There are the famous pictures of the Wall being built: an eastern soldier deciding to make a run for it to the west, parting the barbed wire with his hands; and Peter Fechter, the eighteen-year-old shot trying to escape in 1962 and left to die on the death strip, because each side thought the other would retaliate if they went to help him. Someone has thrown him a roll of bandages, but he lies immobile and bleeding. There are pictures of people coming out of a tunnel in West Berlin—the successful group before Frau Paul tried, and there’s a grey paddy wagon parked inside here, exactly the same as the one in which she was transported to her trial.

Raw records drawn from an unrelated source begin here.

//! JWKS client for fetching signing keys from the identity provider.
//!
//! Keys are fetched from the provider's `/.well-known/jwks.json` endpoint on
//! every validation. There is no cache, TTL, or retry: key rotation takes
//! effect immediately, and a provider outage fails the request instead of
//! serving stale keys.

use crate::errors::ApiError;
use serde::Deserialize;
use std::time::Duration;
use tracing::instrument;

/// Timeout for JWKS endpoint requests.
const JWKS_FETCH_TIMEOUT: Duration = Duration::from_secs(10);

/// JSON Web Key as published by the identity provider.
#[derive(Debug, Clone, Deserialize)]
pub struct Jwk {
    /// Key type ("RSA" for RS256 signing keys).
    pub kty: String,

    /// Key ID - used to select the correct key for verification.
    pub kid: String,

    /// Key use (should be "sig" for signing).
    #[serde(default, rename = "use")]
    pub key_use: Option<String>,

    /// Algorithm (should be "RS256").
    #[serde(default)]
    pub alg: Option<String>,

    /// RSA modulus (base64url encoded).
    #[serde(default)]
    pub n: Option<String>,

    /// RSA public exponent (base64url encoded).
    #[serde(default)]
    pub e: Option<String>,
}

/// JWKS document returned by the identity provider.
#[derive(Debug, Clone, Deserialize)]
pub struct JwksResponse {
    /// List of JSON Web Keys.
    pub keys: Vec<Jwk>,
}

/// Client for the identity provider's JWKS endpoint.
pub struct JwksClient {
    /// URL to the JWKS endpoint.
    jwks_url: String,

    /// HTTP client for fetching JWKS.
    http_client: reqwest::Client,
}

impl JwksClient {
    /// Create a new JWKS client.
    ///
    /// # Arguments
    ///
    /// * `jwks_url` - URL to the identity provider's JWKS endpoint
    pub fn new(jwks_url: String) -> Self {
        let http_client = reqwest::Client::builder()
            .timeout(JWKS_FETCH_TIMEOUT)
            .build()
            .unwrap_or_else(|e| {
                tracing::warn!(target: "drinks.auth.jwks", error = %e, "Failed to build HTTP client with custom config, using defaults");
                reqwest::Client::new()
            });

        Self {
            jwks_url,
            http_client,
        }
    }

    /// Fetch the key set and return the key matching `kid`.
    ///
    /// # Errors
    ///
    /// Returns `ApiError::ServiceUnavailable` if the key set cannot be
    /// fetched or parsed. Returns `ApiError::BadRequest` if no key matches.
    #[instrument(skip(self), fields(kid = %kid))]
    pub async fn get_key(&self, kid: &str) -> Result<Jwk, ApiError> {
        let jwks = self.fetch_keys().await?;

        let Some(key) = jwks.keys.into_iter().find(|key| key.kid == kid) else {
            tracing::warn!(target: "drinks.auth.jwks", kid = %kid, "No matching key in JWKS");
            return Err(ApiError::BadRequest("no matching signing key".to_string()));
        };

        tracing::debug!(target: "drinks.auth.jwks", kid = %kid, "Signing key resolved");
        Ok(key)
    }

    /// Fetch the JWKS document from the identity provider.
    async fn fetch_keys(&self) -> Result<JwksResponse, ApiError> {
        tracing::debug!(target: "drinks.auth.jwks", url = %self.jwks_url, "Fetching JWKS");

        let response = self
            .http_client
            .get(&self.jwks_url)
            .send()
            .await
            .map_err(|e| {
                tracing::error!(target: "drinks.auth.jwks", error = %e, "Failed to fetch JWKS");
                ApiError::ServiceUnavailable("identity provider unreachable".to_string())
            })?;

        if !response.status().is_success() {
            tracing::error!(
                target: "drinks.auth.jwks",
                status = %response.status(),
                "JWKS endpoint returned error"
            );
            return Err(ApiError::ServiceUnavailable(
                "JWKS endpoint returned an error".to_string(),
            ));
        }

        response.json().await.map_err(|e| {
            tracing::error!(target: "drinks.auth.jwks", error = %e, "Failed to parse JWKS response");
            ApiError::ServiceUnavailable("invalid JWKS response".to_string())
        })
    }
}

A TV monitor shows Karl-Eduard von Schnitzler in his acidic prime. I come to the seventies, and find a glass case with a display of Renft memorabilia: records, Klaus’s old guitar and pictures of the band, its hairy bellbottomed members looking both innocent and louche.

I am the only visitor. The attendants are eager to make eye-contact and chat, bored as bats. Perhaps because of all the money poured into this, the things behind the spanking displays look old and crummy, like articles from a time that has been left behind. I slap down the stairs in my sandals.